Five years later, Def Jam stepped up to the plate and signed DMX, launching what would become a stellar career. With a fearsome bark and insightful lyrics that largely focused on the internal struggles between good and evil rather than the standard money, cars and "ho's", DMX made 1998 his year, with two multi-platinum albums released (both debuting at Number One on Billboard's charts). That year he also made his feature debut in the hip-hop organized crime drama "Belly", playing "ghetto president" Tommy Brown, a thug about town who grows apart from his aptly named, more intellectual childhood friend and conspirator Sincere (fellow rapper NAS). Unfortunately, great record sales and a strong performance in the film wasn't what kept DMX in headlines, it was his numerous run-ins with the law. An rape charge that was squashed due to his voluntary DNA evidence, gun raps, allegations of stabbings and moving violations followed the musician around. Though nearly every charge was subsequently dropped, retractions don't make headlines the way allegations do. One of his only convictions, which led to a fine and a two-day sentence in a Trinidadian jail, was for using obscenities in his concert performance, a laughable charge to be brought against a rapper.

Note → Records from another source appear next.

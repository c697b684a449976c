use super::{ExternalRecord, Header, RelocationRecord, StringTable, SymbolRecord};
use crate::{
    combinators::{take, ParseError},
    Input, Result,
};

/// A parsed object file, borrowing from the underlying bytes.
#[derive(Debug)]
pub struct ObjectFile<'a> {
    /// The object header.
    pub header: Header,
    /// The code section bytes.
    pub code: &'a [u8],
    /// The data section bytes.
    pub data: &'a [u8],
    /// Exported symbols.
    pub symbols: Vec<SymbolRecord<'a>>,
    /// Relocations, in emission order.
    pub relocations: Vec<RelocationRecord>,
    /// Externals, in `ext_index` order.
    pub externals: Vec<ExternalRecord<'a>>,
    /// The string table.
    pub strings: StringTable<'a>,
}

impl<'a> ObjectFile<'a> {
    /// Parse a whole object. Record names are not resolved yet, see
    /// [`Self::fetch_names`].
    pub fn read<E>(input: Input<'a>) -> Result<'a, Self, E>
    where
        E: ParseError<Input<'a>>,
    {
        let (input, header) = Header::read(input)?;
        let (input, code) = take(header.code_size as usize)(input)?;
        let (input, data) = take(header.data_size as usize)(input)?;

        let (input, symbol_region) =
            take(header.symbol_count as usize * SymbolRecord::SIZE)(input)?;
        let (input, relocation_region) =
            take(header.relocation_count as usize * RelocationRecord::SIZE)(input)?;
        let (input, external_region) =
            take(header.external_count as usize * ExternalRecord::SIZE)(input)?;
        let (input, string_region) = take(header.string_table_size as usize)(input)?;

        let mut symbols = Vec::with_capacity(header.symbol_count as usize);

        for record in symbol_region.chunks_exact(SymbolRecord::SIZE) {
            let (_, symbol) = SymbolRecord::read(record)?;
            symbols.push(symbol);
        }

        let mut relocations = Vec::with_capacity(header.relocation_count as usize);

        for record in relocation_region.chunks_exact(RelocationRecord::SIZE) {
            let (_, relocation) = RelocationRecord::read(record)?;
            relocations.push(relocation);
        }

        let mut externals = Vec::with_capacity(header.external_count as usize);

        for record in external_region.chunks_exact(ExternalRecord::SIZE) {
            let (_, external) = ExternalRecord::read(record)?;
            externals.push(external);
        }

        Ok((
            input,
            Self {
                header,
                code,
                data,
                symbols,
                relocations,
                externals,
                strings: StringTable::new(string_region),
            },
        ))
    }

    /// Fetch all symbol and external names from the string table.
    pub fn fetch_names(&mut self) {
        for symbol in &mut self.symbols {
            symbol.fetch_name(&self.strings);
        }

        for external in &mut self.externals {
            external.fetch_name(&self.strings);
        }
    }
}

#[cfg(test)]
mod tests {
    use bstr::BStr;

    use super::*;
    use crate::ez8o::{Binding, ObjectBuilder, RelocationKind, RelocationTarget, Section};

    #[test]
    fn test_round_trip() {
        let mut builder = ObjectBuilder::new();
        builder.set_code(vec![0x3e, 0x2a]);
        builder.set_data(vec![0x48, 0x69, 0x00]);
        builder.set_bss_size(0x20);
        builder.add_symbol(b"msg", Section::Data, 0);
        let printf = builder.add_external(b"_printf");
        builder.add_relocation(RelocationRecord {
            offset: 0,
            section: Section::Code,
            kind: RelocationKind::Addr24,
            target: RelocationTarget::External,
            external_index: printf,
        });

        let mut sink = std::io::Cursor::new(Vec::new());
        builder.write_to(&mut sink).unwrap();
        let bytes = sink.into_inner();

        let (rest, mut object) = ObjectFile::read::<()>(&bytes).unwrap();
        object.fetch_names();

        assert!(rest.is_empty());
        assert_eq!(object.header.object_size(), bytes.len());
        assert_eq!(object.code, &[0x3e, 0x2a]);
        assert_eq!(object.data, b"Hi\0");
        assert_eq!(object.header.bss_size, 0x20);
        assert_eq!(object.symbols.len(), 1);
        assert_eq!(object.symbols[0].name, Some(BStr::new("msg")));
        assert_eq!(object.symbols[0].binding, Binding::Export);
        assert_eq!(object.externals.len(), 1);
        assert_eq!(object.externals[0].name, Some(BStr::new("_printf")));
        assert_eq!(object.relocations.len(), 1);
        assert_eq!(object.relocations[0].target, RelocationTarget::External);
    }
}
//! Drawing trait abstractions
//!
//! The simulation never talks to the GPU directly. It hands each glyph to a
//! `GlyphSink`, which the renderer implements on top of a vello scene and
//! tests implement with `MockSink`.

/// RGBA color as floats (0.0 - 1.0)
#[derive(Debug, Clone, Copy, PartialEq, Default)]
pub struct Color {
    pub r: f32,
    pub g: f32,
    pub b: f32,
    pub a: f32,
}

impl Color {
    /// Create a new opaque color
    pub const fn rgb(r: f32, g: f32, b: f32) -> Self {
        Self { r, g, b, a: 1.0 }
    }

    /// Same color with an alpha given on the 0-255 scale
    pub fn with_alpha_255(self, alpha: f32) -> Self {
        Self {
            a: alpha.clamp(0.0, 255.0) / 255.0,
            ..self
        }
    }

    /// Components as 8-bit values
    pub fn to_u8(self) -> [u8; 4] {
        let q = |v: f32| (v.clamp(0.0, 1.0) * 255.0).round() as u8;
        [q(self.r), q(self.g), q(self.b), q(self.a)]
    }
}

/// Receives glyphs as the rain field is drawn
pub trait GlyphSink {
    /// Draw a single character with its baseline-left corner at (`x`, `y`)
    fn draw_glyph(&mut self, ch: char, x: f32, y: f32, color: Color);
}

impl<S: GlyphSink + ?Sized> GlyphSink for &mut S {
    fn draw_glyph(&mut self, ch: char, x: f32, y: f32, color: Color) {
        (**self).draw_glyph(ch, x, y, color);
    }
}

DMX released the successful "...And Then There Was X", an album that spawned the musician's first Top 40 hit, the remarkably catchy "Party Up (Up in Here)". The multi-platinum album debuted at Number One in December of 1999. A featured role in the Jet Li gangland vehicle "Romeo Must Die" (2000) didn't showcase DMX to his full ability, but it did at least establish that "Belly" wasn't a fluke. The well-made hip-hop tour documentary "Backstage" put the rapper on the big screen again in 2000. While he made headlines for his soap opera-like dealings with a Cheektowaga, New York court and a 15 day jail sentence, DMX's co-starring role in "Exit Wounds" (2001) hit theaters. Playing a street smart crime lord who joins up with Steven Seagal's burnt-out cop to battle police corruption, DMX would prove his star status with a far bigger role than he had in previous efforts. DMX's fourth album, "The Great Depression", which dropped in the summer of 2001, was the rapper's most introspective work yet and showed a definite progression in his development as an artist.
2003 found DMX back working in film, co-starring alongside Jet Li in "Cradle 2 the Grave."